(Exercise directions): Every record here needs to be written out again exactly.

(Extracted records):
+++
//! File handle.

use chrono::{DateTime, Utc};
use log::debug;

use crate::entry::{Entry, Located, Place};
use crate::error::{FsError, FsErrorKind, Result};
use crate::filesystem::FileSystem;
use crate::types::{EntryKind, IfExists, Metadata};

/// Handle to an existing regular file.
///
/// Only ever constructed over a path that is a regular file at the time of
/// construction. Dropping a handle has no effect on disk.
#[derive(Debug, Clone)]
pub struct File {
    place: Place,
}

impl Located for File {
    fn place(&self) -> &Place {
        &self.place
    }

    fn place_mut(&mut self) -> &mut Place {
        &mut self.place
    }
}

impl Entry for File {}

impl File {
    // -- static helpers --

    /// Whether `path` exists and is a regular file. A directory is `false`.
    pub fn exists(fs: &FileSystem, path: &str) -> bool {
        fs.is_kind(path, EntryKind::File)
    }

    /// Last extension of `path` (`x.tar.gz` -> `gz`).
    pub fn extension_of(fs: &FileSystem, path: &str) -> String {
        fs.path_info(path).extension
    }

    /// Base name of `path` without its last extension.
    pub fn name_of(fs: &FileSystem, path: &str) -> String {
        fs.path_info(path).name
    }

    /// Base name of `path`, extension included.
    pub fn basename_of(fs: &FileSystem, path: &str) -> String {
        fs.path_info(path).basename
    }

    /// Parent directory of `path`.
    pub fn location_of(fs: &FileSystem, path: &str) -> String {
        fs.path_info(path).location
    }

    // -- construction --

    /// Open a handle over an existing file.
    pub fn open(fs: &FileSystem, path: &str) -> Result<Self> {
        if !Self::exists(fs, path) {
            return Err(FsError::does_not_exist(path));
        }
        Ok(Self {
            place: Place::from_path(fs, path),
        })
    }

    /// Create a file, resolving a collision with an existing file by `if_exists`.
    ///
    /// A missing file is created empty under every policy. If something other
    /// than a regular file sits at `path`, creation fails with `CouldNotCreate`.
    pub fn make(fs: &FileSystem, path: &str, if_exists: IfExists) -> Result<Self> {
        if Self::exists(fs, path) {
            match if_exists {
                IfExists::ThrowOnExists => return Err(FsError::already_exists(path)),
                IfExists::Open => return Self::open(fs, path),
                IfExists::Overwrite => {
                    debug!("overwriting file {}", path);
                    fs.backend().remove_file(path).map_err(|e| {
                        FsError::with_source(FsErrorKind::CouldNotCreate, path, e)
                    })?;
                }
            }
        }

        fs.backend()
            .create_file(path)
            .map_err(|e| FsError::with_source(FsErrorKind::CouldNotCreate, path, e))?;
        debug!("created file {}", path);
        Self::open(fs, path)
    }

    // -- accessors --

    /// Base name without its last extension.
    pub fn stem(&self) -> &str {
        match self.place.name.rfind('.') {
            Some(pos) => &self.place.name[..pos],
            None => &self.place.name,
        }
    }

    /// Last extension, `""` if there is none.
    pub fn extension(&self) -> &str {
        match self.place.name.rfind('.') {
            Some(pos) => &self.place.name[pos + 1..],
            None => "",
        }
    }

    pub fn metadata(&self) -> Result<Metadata> {
        let path = self.path();
        self.fs()
            .backend()
            .metadata(&path)
            .map_err(|e| FsError::with_source(FsErrorKind::CouldNotRead, path, e))
    }

    /// Size in bytes.
    pub fn size(&self) -> Result<u64> {
        Ok(self.metadata()?.size)
    }

    pub fn modified(&self) -> Result<Option<DateTime<Utc>>> {
        Ok(self.metadata()?.modified)
    }

    // -- content I/O --

    pub fn read(&self) -> Result<Vec<u8>> {
        let path = self.path();
        self.fs()
            .backend()
            .read(&path)
            .map_err(|e| FsError::with_source(FsErrorKind::CouldNotRead, path, e))
    }

    /// Whole contents as UTF-8.
    pub fn read_to_string(&self) -> Result<String> {
        let bytes = self.read()?;
        String::from_utf8(bytes).map_err(|e| {
            FsError::with_source(
                FsErrorKind::CouldNotRead,
                self.path(),
                std::io::Error::new(std::io::ErrorKind::InvalidData, e),
            )
        })
    }

    /// All lines, without their terminators.
    pub fn read_lines(&self) -> Result<Vec<String>> {
        Ok(self.read_to_string()?.lines().map(str::to_string).collect())
    }

    /// Line `index` (zero-based), or `None` past the end.
    pub fn read_line(&self, index: usize) -> Result<Option<String>> {
        Ok(self.read_to_string()?.lines().nth(index).map(str::to_string))
    }

    /// Replace the contents.
    pub fn write(&self, data: impl AsRef<[u8]>) -> Result<()> {
        let path = self.path();
        self.fs()
            .backend()
            .write(&path, data.as_ref())
            .map_err(|e| FsError::with_source(FsErrorKind::CouldNotWrite, path, e))
    }

    pub fn append(&self, data: impl AsRef<[u8]>) -> Result<()> {
        let path = self.path();
        self.fs()
            .backend()
            .append(&path, data.as_ref())
            .map_err(|e| FsError::with_source(FsErrorKind::CouldNotWrite, path, e))
    }

    /// Remove the file from disk, consuming the handle.
    pub fn delete(self) -> Result<()> {
        let path = self.path();
        self.fs()
            .backend()
            .remove_file(&path)
            .map_err(|e| FsError::with_source(FsErrorKind::CouldNotRemove, path.clone(), e))?;
        debug!("deleted file {}", path);
        Ok(())
    }
}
+++
(Answer area):
//! File handle.

use chrono::{DateTime, Utc};
use log::debug;

use crate::entry::{Entry, Located, Place};
use crate::error::{FsError, FsErrorKind, Result};
use crate::filesystem::FileSystem;
use crate::types::{EntryKind, IfExists, Metadata};

/// Handle to an existing regular file.
///
/// Only ever constructed over a path that is a regular file at the time of
/// construction. Dropping a handle has no effect on disk.
#[derive(Debug, Clone)]
pub struct File {
    place: Place,
}

impl Located for File {
    fn place(&self) -> &Place {
        &self.place
    }

    fn place_mut(&mut self) -> &mut Place {
        &mut self.place
    }
}

impl Entry for File {}

impl File {
    // -- static helpers --

    /// Whether `path` exists and is a regular file. A directory is `false`.
    pub fn exists(fs: &FileSystem, path: &str) -> bool {
        fs.is_kind(path, EntryKind::File)
    }

    /// Last extension of `path` (`x.tar.gz` -> `gz`).
    pub fn extension_of(fs: &FileSystem, path: &str) -> String {
        fs.path_info(path).extension
    }

    /// Base name of `path` without its last extension.
    pub fn name_of(fs: &FileSystem, path: &str) -> String {
        fs.path_info(path).name
    }

    /// Base name of `path`, extension included.
    pub fn basename_of(fs: &FileSystem, path: &str) -> String {
        fs.path_info(path).basename
    }

    /// Parent directory of `path`.
    pub fn location_of(fs: &FileSystem, path: &str) -> String {
        fs.path_info(path).location
    }

    // -- construction --

    /// Open a handle over an existing file.
    pub fn open(fs: &FileSystem, path: &str) -> Result<Self> {
        if !Self::exists(fs, path) {
            return Err(FsError::does_not_exist(path));
        }
        Ok(Self {
            place: Place::from_path(fs, path),
        })
    }

    /// Create a file, resolving a collision with an existing file by `if_exists`.
    ///
    /// A missing file is created empty under every policy. If something other
    /// than a regular file sits at `path`, creation fails with `CouldNotCreate`.
    pub fn make(fs: &FileSystem, path: &str, if_exists: IfExists) -> Result<Self> {
        if Self::exists(fs, path) {
            match if_exists {
                IfExists::ThrowOnExists => return Err(FsError::already_exists(path)),
                IfExists::Open => return Self::open(fs, path),
                IfExists::Overwrite => {
                    debug!("overwriting file {}", path);
                    fs.backend().remove_file(path).map_err(|e| {
                        FsError::with_source(FsErrorKind::CouldNotCreate, path, e)
                    })?;
                }
            }
        }

        fs.backend()
            .create_file(path)
            .map_err(|e| FsError::with_source(FsErrorKind::CouldNotCreate, path, e))?;
        debug!("created file {}", path);
        Self::open(fs, path)
    }

    // -- accessors --

    /// Base name without its last extension.
    pub fn stem(&self) -> &str {
        match self.place.name.rfind('.') {
            Some(pos) => &self.place.name[..pos],
            None => &self.place.name,
        }
    }

    /// Last extension, `""` if there is none.
    pub fn extension(&self) -> &str {
        match self.place.name.rfind('.') {
            Some(pos) => &self.place.name[pos + 1..],
            None => "",
        }
    }

    pub fn metadata(&self) -> Result<Metadata> {
        let path = self.path();
        self.fs()
            .backend()
            .metadata(&path)
            .map_err(|e| FsError::with_source(FsErrorKind::CouldNotRead, path, e))
    }

    /// Size in bytes.
    pub fn size(&self) -> Result<u64> {
        Ok(self.metadata()?.size)
    }

    pub fn modified(&self) -> Result<Option<DateTime<Utc>>> {
        Ok(self.metadata()?.modified)
    }

    // -- content I/O --

    pub fn read(&self) -> Result<Vec<u8>> {
        let path = self.path();
        self.fs()
            .backend()
            .read(&path)
            .map_err(|e| FsError::with_source(FsErrorKind::CouldNotRead, path, e))
    }

    /// Whole contents as UTF-8.
    pub fn read_to_string(&self) -> Result<String> {
        let bytes = self.read()?;
        String::from_utf8(bytes).map_err(|e| {
            FsError::with_source(
                FsErrorKind::CouldNotRead,
                self.path(),
                std::io::Error::new(std::io::ErrorKind::InvalidData, e),
            )
        })
    }

    /// All lines, without their terminators.
    pub fn read_lines(&self) -> Result<Vec<String>> {
        Ok(self.read_to_string()?.lines().map(str::to_string).collect())
    }

    /// Line `index` (zero-based), or `None` past the end.
    pub fn read_line(&self, index: usize) -> Result<Option<String>> {
        Ok(self.read_to_string()?.lines().nth(index).map(str::to_string))
    }

    /// Replace the contents.
    pub fn write(&self, data: impl AsRef<[u8]>) -> Result<()> {
        let path = self.path();
        self.fs()
            .backend()
            .write(&path, data.as_ref())
            .map_err(|e| FsError::with_source(FsErrorKind::CouldNotWrite, path, e))
    }

    pub fn append(&self, data: impl AsRef<[u8]>) -> Result<()> {
        let path = self.path();
        self.fs()
            .backend()
            .append(&path, data.as_ref())
            .map_err(|e| FsError::with_source(FsErrorKind::CouldNotWrite, path, e))
    }

    /// Remove the file from disk, consuming the handle.
    pub fn delete(self) -> Result<()> {
        let path = self.path();
        self.fs()
            .backend()
            .remove_file(&path)
            .map_err(|e| FsError::with_source(FsErrorKind::CouldNotRemove, path.clone(), e))?;
        debug!("deleted file {}", path);
        Ok(())
    }
}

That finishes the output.